Der Prophet des Trumpismus ist verstummt
Der verstorbene rechte Radio-Talker Rush Limbaugh hetzte sein Publikum auf, lange bevor es Donald Trump tat
Viel Gutes gibt es über den Toten nicht zu sagen, dessen Ableben seine vierte Frau Kathryn (44) den 15 Millionen Zuhörern der „The Rush Limbaugh Show“am Mittwoch verkündete. „Wie ihr wünschte ich so sehr, dass Rush hinter diesem goldenen Mikrofon säße.„ Leider müsse sie bekannt geben, dass ihr „wunderbarer Mann” an den „Komplikationen von Lungenkrebs” gestorben sei.

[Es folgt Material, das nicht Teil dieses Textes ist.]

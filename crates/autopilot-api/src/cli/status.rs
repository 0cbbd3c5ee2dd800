//! Engine status dashboard.

use anyhow::{Context, Result};
use console::style;

use autopilot_core::repository::dead_letter::DeadLetterStore;
use autopilot_core::repository::workflow::RunFilter;
use autopilot_types::workflow::WorkflowStatus;

use super::styled_status;
use crate::state::AppState;

const STATUSES: [WorkflowStatus; 6] = [
    WorkflowStatus::Queued,
    WorkflowStatus::Running,
    WorkflowStatus::Success,
    WorkflowStatus::PartialFailure,
    WorkflowStatus::Failed,
    WorkflowStatus::Cancelled,
];

/// Workflow counts by status, dead-letter total and effective config.
pub async fn status(state: &AppState, json: bool) -> Result<()> {
    let runs = state
        .orchestrator
        .list_runs(&RunFilter::default())
        .await
        .context("Failed to list runs")?;
    let counts: Vec<(WorkflowStatus, usize)> = STATUSES
        .iter()
        .map(|s| (*s, runs.iter().filter(|w| w.status == *s).count()))
        .collect();
    let dead_letters = state
        .orchestrator
        .dead_letters()
        .store()
        .count(None)
        .await
        .context("Failed to count dead letters")?;

    if json {
        let by_status: serde_json::Map<String, serde_json::Value> = counts
            .iter()
            .map(|(s, n)| (s.to_string(), serde_json::json!(n)))
            .collect();
        let out = serde_json::json!({
            "version": env!("CARGO_PKG_VERSION"),
            "data_dir": state.data_dir.display().to_string(),
            "workflows": {
                "total": runs.len(),
                "by_status": by_status,
            },
            "dead_letters": dead_letters,
            "concurrency_limit": state.config.concurrency_limit,
            "max_retries": state.config.max_retries,
        });
        println!("{}", serde_json::to_string_pretty(&out)?);
        return Ok(());
    }

    println!();
    println!(
        "  {} Autopilot engine v{}",
        style("⚡").bold(),
        env!("CARGO_PKG_VERSION")
    );
    println!();

    println!("  {}", style("── Workflows ──").dim());
    println!("  Total:  {}", style(runs.len()).bold());
    for (status, n) in &counts {
        if *n > 0 {
            println!("  {:<24} {n}", styled_status(*status));
        }
    }
    println!();

    println!("  {}", style("── Dead letters ──").dim());
    println!("  Stored: {}", style(dead_letters).bold());
    println!();

    println!("  {}", style("── Engine ──").dim());
    println!("  Concurrency limit: {} per org", state.config.concurrency_limit);
    println!(
        "  Retries:           {} (backoff {:?}s)",
        state.config.max_retries, state.config.backoff_secs
    );
    println!("  Step timeout:      {}s", state.config.step_timeout_secs);
    println!("  Stale after:       {} min", state.config.stale_run_minutes);
    println!();

    println!("  {}", style("── System ──").dim());
    println!("  Data dir: {}", style(state.data_dir.display()).dim());
    println!("  Database: {}", style("SQLite (WAL mode)").dim());
    println!();

    Ok(())
}
//! SHA-256 content hashing.
//!
//! Implements the `ContentHasher` trait from `autopilot-core` with the
//! `sha2` crate. Idempotency keys, workflow input hashes and step output
//! hashes are all computed through it.

use sha2::{Digest, Sha256};

use autopilot_core::service::hash::ContentHasher;

/// Lowercase hex SHA-256 implementation of `ContentHasher`.
#[derive(Debug, Default, Clone, Copy)]
pub struct Sha256ContentHasher;

impl Sha256ContentHasher {
    pub fn new() -> Self {
        Self
    }
}

impl ContentHasher for Sha256ContentHasher {
    fn compute_hash(&self, content: &str) -> String {
        format!("{:x}", Sha256::digest(content.as_bytes()))
    }
}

Ein traumatischer Tag für die Fans, die sich selber „Dittoheads” nennen, weil sie unkritisch nachplappern, was der schwergewichtige Radio-Talker seit 1984 über zuletzt 650 Stationen verbreitete. Das war oft purer Hass unterlegt mit glatten Lügen und platter Hetze. Ohne Manuskript und „Sidekick“wetterte Limbaugh täglich für drei Stunden gegen „Feminazis” (Feministinnen), „Baum umarmende Irre” (Umweltschützer) und „Mitleids-Faschisten” (Sozialarbeiter). Er machte sich über AIDS-Kranke lustig, zog über die Parkinson-Erkrankung des Schauspielers Michael J. Fox her und nannte Klinken, in denen Schwangerschaftsabbrüche durchgeführt werden, Todeslager.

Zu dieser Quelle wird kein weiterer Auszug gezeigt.